Structure of restorative nursing programs
Facilities structure restorative nursing programs in many ways. In some facilities, restorative programs are separate from routine nursing care, but in most, the two services are integrated in some manner. Without one evidence-based model, facilities are left to their own devices to plan and implement a program that works for them and is accepted by the survey team. Many factors influence the facility’s selection of the type of program to use. Common structures are:
- All restorative care is provided by the certified nursing assistant (CNA) staff members who have been given extra training in restorative nursing beyond their original class. All CNAs provide restorative procedures listed on the care plan for their assigned residents. Providing additional restorative education for all CNAs is ideal, because restorative becomes a central tenet of facility care and is not compartmentalized into a separate service.
- The facility designates and trains a few restorative nursing assistants (RNA) to provide all formal restorative nursing care to residents according to the approaches and restorative procedures listed on the care plan. Facilities with programs of this type typically have five-days-per-week RNA coverage on one or two shifts. (Staffing is usually staggered so at least one RNA is on duty seven days per week.) The number of residents participating is often limited due to limited staff availability.
- Some facilities have a combination of both CNA and RNA restorative programs, with the highest need and most difficult residents being cared for by RNAs, and the maintenance-level residents being given care by CNAs.
In some facilities, therapy is highly involved in directing restorative nursing. In others, there is no therapy involvement. However, this is a nursing program, planned and administered by nurses. Some surveyors accept programs written by therapists without question, but others do not.
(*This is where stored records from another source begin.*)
//! Production [`EmbeddingGateway`] backed by an external HTTP service.

use std::time::Duration;

use serde::{Deserialize, Serialize};
use tracing::{instrument, warn};

use super::error::EmbeddingError;
use super::{EmbedResult, EmbeddingGateway, validate_batch};

#[derive(Serialize)]
struct EmbedRequestBody<'a> {
    inputs: &'a [String],
}

#[derive(Deserialize)]
struct EmbedResponseBody {
    embeddings: Vec<Vec<f32>>,
    dim: u32,
}

/// Calls `EMBED_ENDPOINT` with `POST { "inputs": [...] }`, expecting
/// `{ "embeddings": [[...]], "dim": N }` back (§6).
pub struct HttpEmbeddingGateway {
    client: reqwest::Client,
    endpoint: String,
    allow_fallback: bool,
}

impl HttpEmbeddingGateway {
    /// Builds a gateway targeting `endpoint`, with a per-request `timeout`
    /// and the configured fallback policy (`ALLOW_EMBED_FALLBACK`).
    pub fn new(
        endpoint: impl Into<String>,
        timeout: Duration,
        allow_fallback: bool,
    ) -> Result<Self, EmbeddingError> {
        let client = reqwest::Client::builder()
            .timeout(timeout)
            .build()
            .map_err(|e| EmbeddingError::RequestFailed {
                reason: e.to_string(),
            })?;
        Ok(Self {
            client,
            endpoint: endpoint.into(),
            allow_fallback,
        })
    }

    fn zero_vectors(expected_dim: u32, count: usize) -> Vec<Vec<f32>> {
        vec![vec![0.0; expected_dim as usize]; count]
    }
}

impl EmbeddingGateway for HttpEmbeddingGateway {
    #[instrument(skip(self, batch), fields(batch_len = batch.len()))]
    async fn embed(&self, batch: &[String], expected_dim: u32) -> Result<EmbedResult, EmbeddingError> {
        validate_batch(batch)?;

        let body = EmbedRequestBody { inputs: batch };
        let response = self.client.post(&self.endpoint).json(&body).send().await;

        let response = match response {
            Ok(resp) => resp,
            Err(e) => return self.fallback_or_fail(batch.len(), expected_dim, e.to_string()),
        };

        if !response.status().is_success() {
            let status = response.status();
            return self.fallback_or_fail(batch.len(), expected_dim, format!("non-2xx status: {status}"));
        }

        let parsed: EmbedResponseBody = response
            .json()
            .await
            .map_err(|e| EmbeddingError::DecodeFailed {
                reason: e.to_string(),
            })?;

        if parsed.embeddings.len() != batch.len() {
            return Err(EmbeddingError::CountMismatch {
                sent: batch.len(),
                received: parsed.embeddings.len(),
            });
        }

        // A dimension mismatch is always fatal, even with fallback enabled (§4.4).
        if parsed.dim != expected_dim {
            return Err(EmbeddingError::DimensionMismatch {
                expected: expected_dim,
                actual: parsed.dim,
            });
        }
        for vector in &parsed.embeddings {
            if vector.len() != expected_dim as usize {
                return Err(EmbeddingError::DimensionMismatch {
                    expected: expected_dim,
                    actual: vector.len() as u32,
                });
            }
        }

        Ok(EmbedResult {
            vectors: parsed.embeddings,
            degraded: false,
        })
    }
}

impl HttpEmbeddingGateway {
    fn fallback_or_fail(
        &self,
        batch_len: usize,
        expected_dim: u32,
        reason: String,
    ) -> Result<EmbedResult, EmbeddingError> {
        if self.allow_fallback {
            warn!(%reason, "embedding request failed, falling back to zero vectors");
            Ok(EmbedResult {
                vectors: Self::zero_vectors(expected_dim, batch_len),
                degraded: true,
            })
        } else {
            Err(EmbeddingError::RequestFailed { reason })
        }
    }
}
The premise behind program rejection is that therapists do not write nursing orders. They are consultants to the nursing program. Most survey teams universally require that a nurse is designated to oversee the restorative program regardless of therapy involvement.
To some extent, an interdisciplinary restorative model is the most effective, but restorative care is always a nursing service program, and nursing is responsible for implementation, documentation, coordination of team members, and ongoing monitoring and supervision. Nurses do the assessments and write the orders. There are a few exceptions, such as a speech therapist ordering special swallowing techniques to prevent aspiration, an occupational therapist fashioning a splint or ordering an adaptive device, or a physical therapist specifying the gait to use for ambulation with the walker or cane. Again, the types of programs provided are determined largely by the facility’s philosophy of care and resident needs. The possibilities are limitless.